On Tue, 3 Sep 1996, Jos Hulzink wrote:
> You are right. The PC came, and the art of programming was lost. Where
are
> the real bitsniffers, the ones who try to use every clockcycle.... See
the
> MSX-BIOS structure and the MS-WINDOWS structure.. They both are Microsoft
> products :)
There are programmers on the PC that do know how to program (look at the
PC demoscene), but they don't work for Microsoft. Remember that Microsoft
is not there to make beautiful programs but to make money. Spending a lot
of time to optimize the code will lower their profit and therefore they
don't do it. In the time that every byte and clock cycle counted (1984)
the people at Microsoft could do it, just look at some of the BIOS and
disk ROM code. Not all of it is that good, but some parts are really
creative. One example from the diskROM code: (I don't know if it is
Microsoft or ASCII to thank)
label1: OR A
JR C ; offset is not included
label2: SCF
<routine>
The 'OR A' resets the carry flag as a side effect. Then the 'JR C' doesn't
jump. In that way the 'SCF' (Set Carry Flag) is skipped because the Z80
thinks it is the offset of the 'JR C' instruction. The normal way to do
this is longer and slower:
label1: SCF
CCF
JR label3
label2: SCF
label3: <routine>
> Who can write the shortest multiply and division routines ? Let's have a
> contest... The one who can divide (16 bit / 8 bit) and multiply ( 16 *
16)
> with the least clockcycles, wins two free entrances for THE MSX FAIR OF
THE
> WORLD (Tilburg 97). Use of R800 instructions is not allowed :)
One problem: there are routines (like my 8 * 8 bits multiply) that don't
multiply all numbers equally fast.
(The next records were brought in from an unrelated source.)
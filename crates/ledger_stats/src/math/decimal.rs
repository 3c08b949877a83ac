//! String-encoded decimal arithmetic backed by `BigDecimal`.
//!
//! Amounts cross every boundary of the pipeline as base-10 strings. Binary
//! floating point never touches an amount.

use bigdecimal::{BigDecimal, RoundingMode, Zero};
use std::str::FromStr;
use thiserror::Error;

#[derive(Error, Debug, Clone, PartialEq, Eq)]
pub enum MathError {
    #[error("invalid decimal: {0:?}")]
    InvalidDecimal(String),
    #[error("division by zero")]
    DivisionByZero,
}

/// Parse a base-10 string. Rejects empty input, exponents, and anything `BigDecimal` accepts
/// that is not a plain signed decimal.
pub fn parse(s: &str) -> Result<BigDecimal, MathError> {
    let t = s.trim();
    if !is_numeric(t) {
        return Err(MathError::InvalidDecimal(s.to_string()));
    }
    BigDecimal::from_str(t).map_err(|_| MathError::InvalidDecimal(s.to_string()))
}

/// True for an optionally signed run of digits with at most one decimal point.
pub fn is_numeric(s: &str) -> bool {
    let body = s.strip_prefix('-').or_else(|| s.strip_prefix('+')).unwrap_or(s);
    if body.is_empty() || body == "." {
        return false;
    }
    let mut dots = 0;
    for c in body.chars() {
        match c {
            '0'..='9' => {}
            '.' => dots += 1,
            _ => return false,
        }
    }
    dots <= 1
}

/// Canonical string form: no exponent, no trailing fractional zeros.
pub fn format(d: &BigDecimal) -> String {
    if d.is_zero() {
        return "0".to_string();
    }
    d.normalized().to_plain_string()
}

pub fn add(a: &str, b: &str) -> Result<String, MathError> {
    Ok(format(&(parse(a)? + parse(b)?)))
}

pub fn sub(a: &str, b: &str) -> Result<String, MathError> {
    Ok(format(&(parse(a)? - parse(b)?)))
}

pub fn mul(a: &str, b: &str) -> Result<String, MathError> {
    Ok(format(&(parse(a)? * parse(b)?)))
}

pub fn div(a: &str, b: &str) -> Result<String, MathError> {
    Ok(format(&div_dec(&parse(a)?, &parse(b)?)?))
}

/// Division on parsed values. `BigDecimal` panics on a zero divisor, so the guard lives here.
pub fn div_dec(a: &BigDecimal, b: &BigDecimal) -> Result<BigDecimal, MathError> {
    if b.is_zero() {
        return Err(MathError::DivisionByZero);
    }
    Ok(a / b)
}

/// Truncate toward zero.
pub fn integer_portion(x: &str) -> Result<String, MathError> {
    let d = parse(x)?;
    Ok(format(&d.with_scale_round(0, RoundingMode::Down)))
}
Which time will you take? Best case
isn't a good choice because you could make a routine that calculates 0*0
in a few clockticks and all other multiplications pretty slow. Worst case
is a better choice, but still not good because it doesn't give a good
view of the performance of the routine in an actual program. To make an
average of all numbers is a lot of work because there are 2^32 different
multiplications to be carried out. That's would take about a day to
calculate on a 3.5 MHz MSX. Maybe you can make a file with about 10.000
multiplications that are randomly chosen. And check all the results of
the routines too, because it has to be correct. Testing just a few values
won't work because in special cases (for example n*0) it might not work
if not properly written.
And what about other rules:
- Which registers may be used? I think that the NOP solution which uses
the stackpointer shouldn't be allowed without a DI and EI (which
consume some clockticks) or maybe not at all, because (as Alex pointed
out) an interrupt during the divide routine could hang your MSX.
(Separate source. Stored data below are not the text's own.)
//! SQLite-backed store for transactions, prices, block rewards, and pipeline output.

use super::{BlockRewardSource, PriceSource, RecordSink, ReturnInfoSource, StoreError, TxSource};
use crate::aggregate::reward::ValidatorReturnInfo;
use crate::aggregate::swap::SwapAggregate;
use crate::ledger::types::{BlockReward, RawTransaction};
use crate::math;
use crate::price::{PriceHistory, Prices};
use crate::tx::account::AccountTxRecord;
use async_trait::async_trait;
use bigdecimal::{BigDecimal, Zero};
use rusqlite::{params, Connection};
use std::collections::BTreeMap;
use std::path::Path;
use std::sync::{Mutex, MutexGuard};
use time::OffsetDateTime;
use tracing::debug;

const SCHEMA: &str = r#"
CREATE TABLE IF NOT EXISTS txs (
    hash TEXT PRIMARY KEY,
    chain_id TEXT NOT NULL,
    height INTEGER NOT NULL,
    timestamp INTEGER NOT NULL,
    data TEXT NOT NULL
);
CREATE INDEX IF NOT EXISTS idx_txs_timestamp ON txs(timestamp);

CREATE TABLE IF NOT EXISTS account_txs (
    account TEXT NOT NULL,
    hash TEXT NOT NULL,
    type TEXT NOT NULL,
    chain_id TEXT NOT NULL,
    timestamp INTEGER NOT NULL,
    PRIMARY KEY (account, hash, type)
);

CREATE TABLE IF NOT EXISTS prices (
    datetime INTEGER NOT NULL,
    denom TEXT NOT NULL,
    price TEXT NOT NULL,
    PRIMARY KEY (datetime, denom)
);

CREATE TABLE IF NOT EXISTS swaps (
    datetime INTEGER NOT NULL,
    denom TEXT NOT NULL,
    in_amount TEXT,
    in_usd TEXT,
    out_amount TEXT,
    out_usd TEXT,
    fee TEXT,
    fee_usd TEXT,
    spread TEXT,
    PRIMARY KEY (datetime, denom)
);

CREATE TABLE IF NOT EXISTS block_rewards (
    height INTEGER PRIMARY KEY,
    timestamp INTEGER NOT NULL,
    reward_per_val TEXT NOT NULL,
    commission_per_val TEXT NOT NULL
);
CREATE INDEX IF NOT EXISTS idx_block_rewards_timestamp ON block_rewards(timestamp);

CREATE TABLE IF NOT EXISTS validator_return_info (
    operator_address TEXT NOT NULL,
    timestamp INTEGER NOT NULL,
    reward TEXT NOT NULL,
    commission TEXT NOT NULL,
    avg_voting_power TEXT NOT NULL,
    PRIMARY KEY (operator_address, timestamp)
);
"#;

fn from_unix(table: &'static str, secs: i64) -> Result<OffsetDateTime, StoreError> {
    OffsetDateTime::from_unix_timestamp(secs).map_err(|e| StoreError::Corrupt {
        table,
        reason: e.to_string(),
    })
}

fn decimal(table: &'static str, s: &str) -> Result<BigDecimal, StoreError> {
    math::parse(s).map_err(|e| StoreError::Corrupt {
        table,
        reason: e.to_string(),
    })
}

/// All tables live in one database file; writes go through one connection.
pub struct SqliteStore {
    conn: Mutex<Connection>,
}

impl SqliteStore {
    /// Open or create the store at `path`. Creates parent dirs if needed.
    pub fn open(path: impl AsRef<Path>) -> Result<Self, StoreError> {
        let path = path.as_ref();
        if let Some(parent) = path.parent() {
            std::fs::create_dir_all(parent)?;
        }
        let conn = Connection::open(path)?;
        conn.execute_batch(SCHEMA)?;
        Ok(Self {
            conn: Mutex::new(conn),
        })
    }

    fn conn(&self) -> Result<MutexGuard<'_, Connection>, StoreError> {
        self.conn
            .lock()
            .map_err(|e| std::io::Error::other(e.to_string()).into())
    }

    /// Stored account rows for `account`, newest first.
    pub fn account_txs(&self, account: &str) -> Result<Vec<AccountTxRecord>, StoreError> {
        let conn = self.conn()?;
        let mut stmt = conn.prepare(
            "SELECT account, hash, type, chain_id, timestamp FROM account_txs WHERE account = ?1 ORDER BY timestamp DESC, hash",
        )?;
        let rows = stmt
            .query_map([account], |r| {
                Ok((
                    r.get::<_, String>(0)?,
                    r.get::<_, String>(1)?,
                    r.get::<_, String>(2)?,
                    r.get::<_, String>(3)?,
                    r.get::<_, i64>(4)?,
                ))
            })?
            .collect::<Result<Vec<_>, _>>()?;
        rows.into_iter()
            .map(|(account, tx_hash, role, chain_id, ts)| {
                Ok(AccountTxRecord {
                    account,
                    tx_hash,
                    role,
                    chain_id,
                    timestamp: from_unix("account_txs", ts)?,
                })
            })
            .collect()
    }

    /// Stored swap aggregates for the bucket starting at `at`.
    pub fn swaps_at(&self, at: OffsetDateTime) -> Result<Vec<SwapAggregate>, StoreError> {
        let conn = self.conn()?;
        let mut stmt = conn.prepare(
            "SELECT denom, in_amount, in_usd, out_amount, out_usd, fee, fee_usd, spread FROM swaps WHERE datetime = ?1 ORDER BY denom",
        )?;
        let rows = stmt
            .query_map([at.unix_timestamp()], |r| {
                Ok(SwapAggregate {
                    denom: r.get(0)?,
                    bucket_start: at,
                    in_amount: r.get(1)?,
                    in_usd: r.get(2)?,
                    out: r.get(3)?,
                    out_usd: r.get(4)?,
                    fee: r.get(5)?,
                    fee_usd: r.get(6)?,
                    spread: r.get(7)?,
                })
            })?
            .collect::<Result<Vec<_>, _>>()?;
        Ok(rows)
    }

    fn query_txs(&self, from: OffsetDateTime, to: OffsetDateTime) -> Result<Vec<RawTransaction>, StoreError> {
        let conn = self.conn()?;
        let mut stmt =
            conn.prepare("SELECT data FROM txs WHERE timestamp >= ?1 AND timestamp < ?2 ORDER BY timestamp, hash")?;
        let rows = stmt
            .query_map([from.unix_timestamp(), to.unix_timestamp()], |r| r.get::<_, String>(0))?
            .collect::<Result<Vec<_>, _>>()?;
        rows.iter()
            .map(|data| serde_json::from_str(data).map_err(StoreError::from))
            .collect()
    }

    fn query_prices(
        &self,
        sql: &str,
        bind: &[i64],
    ) -> Result<Vec<(i64, String, BigDecimal)>, StoreError> {
        let conn = self.conn()?;
        let mut stmt = conn.prepare(sql)?;
        let rows = stmt
            .query_map(rusqlite::params_from_iter(bind.iter()), |r| {
                Ok((r.get::<_, i64>(0)?, r.get::<_, String>(1)?, r.get::<_, String>(2)?))
            })?
            .collect::<Result<Vec<_>, _>>()?;
        rows.into_iter()
            .map(|(at, denom, price)| Ok((at, denom, decimal("prices", &price)?)))
            .collect()
    }
}

#[async_trait]
impl TxSource for SqliteStore {
    async fn txs_with_message(
        &self,
        type_tag: &str,
        from: OffsetDateTime,
        to: OffsetDateTime,
    ) -> Result<Vec<RawTransaction>, StoreError> {
        let mut txs = self.query_txs(from, to)?;
        txs.retain(|tx| tx.has_message_type(type_tag));
        Ok(txs)
    }
}

#[async_trait]
impl PriceSource for SqliteStore {
    async fn prices_at(&self, at: OffsetDateTime) -> Result<Prices, StoreError> {
        let rows = self.query_prices(
            "SELECT datetime, denom, price FROM prices WHERE datetime = ?1",
            &[at.unix_timestamp()],
        )?;
        Ok(rows.into_iter().map(|(_, denom, price)| (denom, price)).collect())
    }

    async fn average_prices(&self, from: OffsetDateTime, to: OffsetDateTime) -> Result<Prices, StoreError> {
        let rows = self.query_prices(
            "SELECT datetime, denom, price FROM prices WHERE datetime >= ?1 AND datetime < ?2",
            &[from.unix_timestamp(), to.unix_timestamp()],
        )?;
        let mut sums: BTreeMap<String, (BigDecimal, u64)> = BTreeMap::new();
        for (_, denom, price) in rows {
            let entry = sums.entry(denom).or_insert_with(|| (BigDecimal::zero(), 0));
            entry.0 += price;
            entry.1 += 1;
        }
        Ok(sums
            .into_iter()
            .map(|(denom, (sum, n))| (denom, sum / BigDecimal::from(n)))
            .collect())
    }

    async fn daily_prices(&self) -> Result<PriceHistory, StoreError> {
        let rows = self.query_prices(
            "SELECT datetime, denom, price FROM prices ORDER BY datetime",
            &[],
        )?;
        let mut history = PriceHistory::default();
        for (at, denom, price) in rows {
            history.insert(from_unix("prices", at)?.date(), &denom, price);
        }
        Ok(history)
    }
}

#[async_trait]
impl BlockRewardSource for SqliteStore {
    async fn block_rewards(&self, from: OffsetDateTime, to: OffsetDateTime) -> Result<Vec<BlockReward>, StoreError> {
        let conn = self.conn()?;
        let mut stmt = conn.prepare(
            "SELECT height, timestamp, reward_per_val, commission_per_val FROM block_rewards WHERE timestamp >= ?1 AND timestamp < ?2 ORDER BY height",
        )?;
        let rows = stmt
            .query_map([from.unix_timestamp(), to.unix_timestamp()], |r| {
                Ok((
                    r.get::<_, i64>(0)?,
                    r.get::<_, i64>(1)?,
                    r.get::<_, String>(2)?,
                    r.get::<_, String>(3)?,
                ))
            })?
            .collect::<Result<Vec<_>, _>>()?;
        rows.into_iter()
            .map(|(height, ts, reward, commission)| {
                Ok(BlockReward {
                    height: u64::try_from(height).unwrap_or_default(),
                    timestamp: from_unix("block_rewards", ts)?,
                    reward_per_val: serde_json::from_str(&reward)?,
                    commission_per_val: serde_json::from_str(&commission)?,
                })
            })
            .collect()
    }
}

#[async_trait]
impl ReturnInfoSource for SqliteStore {
    async fn return_infos(
        &self,
        operator: &str,
        from: OffsetDateTime,
        to: OffsetDateTime,
    ) -> Result<Vec<ValidatorReturnInfo>, StoreError> {
        let conn = self.conn()?;
        let mut stmt = conn.prepare(
            "SELECT timestamp, reward, commission, avg_voting_power FROM validator_return_info WHERE operator_address = ?1 AND timestamp >= ?2 AND timestamp < ?3 ORDER BY timestamp",
        )?;
        let rows = stmt
            .query_map(params![operator, from.unix_timestamp(), to.unix_timestamp()], |r| {
                Ok((
                    r.get::<_, i64>(0)?,
                    r.get::<_, String>(1)?,
                    r.get::<_, String>(2)?,
                    r.get::<_, String>(3)?,
                ))
            })?
            .collect::<Result<Vec<_>, _>>()?;
        rows.into_iter()
            .map(|(ts, reward, commission, avg_voting_power)| {
                Ok(ValidatorReturnInfo {
                    operator_address: operator.to_string(),
                    timestamp: from_unix("validator_return_info", ts)?,
                    reward,
                    commission,
                    avg_voting_power,
                })
            })
            .collect()
    }
}

#[async_trait]
impl RecordSink for SqliteStore {
    async fn save_txs(&self, txs: &[RawTransaction]) -> Result<(), StoreError> {
        let mut conn = self.conn()?;
        let db = conn.transaction()?;
        {
            let mut stmt = db.prepare(
                "INSERT OR REPLACE INTO txs (hash, chain_id, height, timestamp, data) VALUES (?1, ?2, ?3, ?4, ?5)",
            )?;
            for tx in txs {
                let data = serde_json::to_string(tx)?;
                stmt.execute(params![
                    tx.hash,
                    tx.chain_id,
                    i64::try_from(tx.height).unwrap_or(i64::MAX),
                    tx.timestamp.unix_timestamp(),
                    data
                ])?;
            }
        }
        db.commit()?;
        debug!(count = txs.len(), "saved txs");
        Ok(())
    }

    async fn save_prices(&self, at: OffsetDateTime, prices: &Prices) -> Result<(), StoreError> {
        let mut conn = self.conn()?;
        let db = conn.transaction()?;
        {
            let mut stmt =
                db.prepare("INSERT OR REPLACE INTO prices (datetime, denom, price) VALUES (?1, ?2, ?3)")?;
            for (denom, price) in prices {
                stmt.execute(params![at.unix_timestamp(), denom, math::format(price)])?;
            }
        }
        db.commit()?;
        debug!(at = %at, count = prices.len(), "saved prices");
        Ok(())
    }

    async fn save_block_rewards(&self, blocks: &[BlockReward]) -> Result<(), StoreError> {
        let mut conn = self.conn()?;
        let db = conn.transaction()?;
        {
            let mut stmt = db.prepare(
                "INSERT OR REPLACE INTO block_rewards (height, timestamp, reward_per_val, commission_per_val) VALUES (?1, ?2, ?3, ?4)",
            )?;
            for b in blocks {
                stmt.execute(params![
                    i64::try_from(b.height).unwrap_or(i64::MAX),
                    b.timestamp.unix_timestamp(),
                    serde_json::to_string(&b.reward_per_val)?,
                    serde_json::to_string(&b.commission_per_val)?
                ])?;
            }
        }
        db.commit()?;
        debug!(count = blocks.len(), "saved block rewards");
        Ok(())
    }

    async fn save_account_txs(&self, records: &[AccountTxRecord]) -> Result<(), StoreError> {
        let mut conn = self.conn()?;
        let db = conn.transaction()?;
        {
            let mut stmt = db.prepare(
                "INSERT OR REPLACE INTO account_txs (account, hash, type, chain_id, timestamp) VALUES (?1, ?2, ?3, ?4, ?5)",
            )?;
            for r in records {
                stmt.execute(params![r.account, r.tx_hash, r.role, r.chain_id, r.timestamp.unix_timestamp()])?;
            }
        }
        db.commit()?;
        debug!(count = records.len(), "saved account txs");
        Ok(())
    }

    async fn save_swaps(&self, swaps: &[SwapAggregate]) -> Result<(), StoreError> {
        let mut conn = self.conn()?;
        let db = conn.transaction()?;
        {
            let mut stmt = db.prepare(
                "INSERT OR REPLACE INTO swaps (datetime, denom, in_amount, in_usd, out_amount, out_usd, fee, fee_usd, spread) VALUES (?1, ?2, ?3, ?4, ?5, ?6, ?7, ?8, ?9)",
            )?;
            for s in swaps {
                stmt.execute(params![
                    s.bucket_start.unix_timestamp(),
                    s.denom,
                    s.in_amount,
                    s.in_usd,
                    s.out,
                    s.out_usd,
                    s.fee,
                    s.fee_usd,
                    s.spread
                ])?;
            }
        }
        db.commit()?;
        debug!(count = swaps.len(), "saved swaps");
        Ok(())
    }

    async fn save_return_infos(&self, infos: &[ValidatorReturnInfo]) -> Result<(), StoreError> {
        let mut conn = self.conn()?;
        let db = conn.transaction()?;
        {
            let mut stmt = db.prepare(
                "INSERT OR REPLACE INTO validator_return_info (operator_address, timestamp, reward, commission, avg_voting_power) VALUES (?1, ?2, ?3, ?4, ?5)",
            )?;
            for i in infos {
                stmt.execute(params![
                    i.operator_address,
                    i.timestamp.unix_timestamp(),
                    i.reward,
                    i.commission,
                    i.avg_voting_power
                ])?;
            }
        }
        db.commit()?;
        Ok(())
    }
}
- Are lookup tables allowed (and how big)? I can make a REALLY fast routine
if I am allowed to use a 16GB lookup table... And how much empty memory
is the routine allowed to use?
- The 16*16 bits multiply, how many bits does the result have? Normally
that would be 32bits, but for example the NOP routine gives a 16bit
result. That is not a problem because usually you don't need a 32bit
result in a real program but there is the fact that a routine that
produces a 32bit result will be slower than a routine that produces a
16bit result.
- You probably meant unsigned multiplication and division, but never
stated that explicitly.
- How big may the code be? As someone already wrote, it is faster to
write the same code 16 times than to make a loop that is executed 16
times, and it saves a register as well.
If you are going to have a contest, better make some rules first!
> Send your solution to : [EMAIL PROTECTED]
And to the mailing list too please, because a lot of people can learn
from your solution.
Bye,
Maarten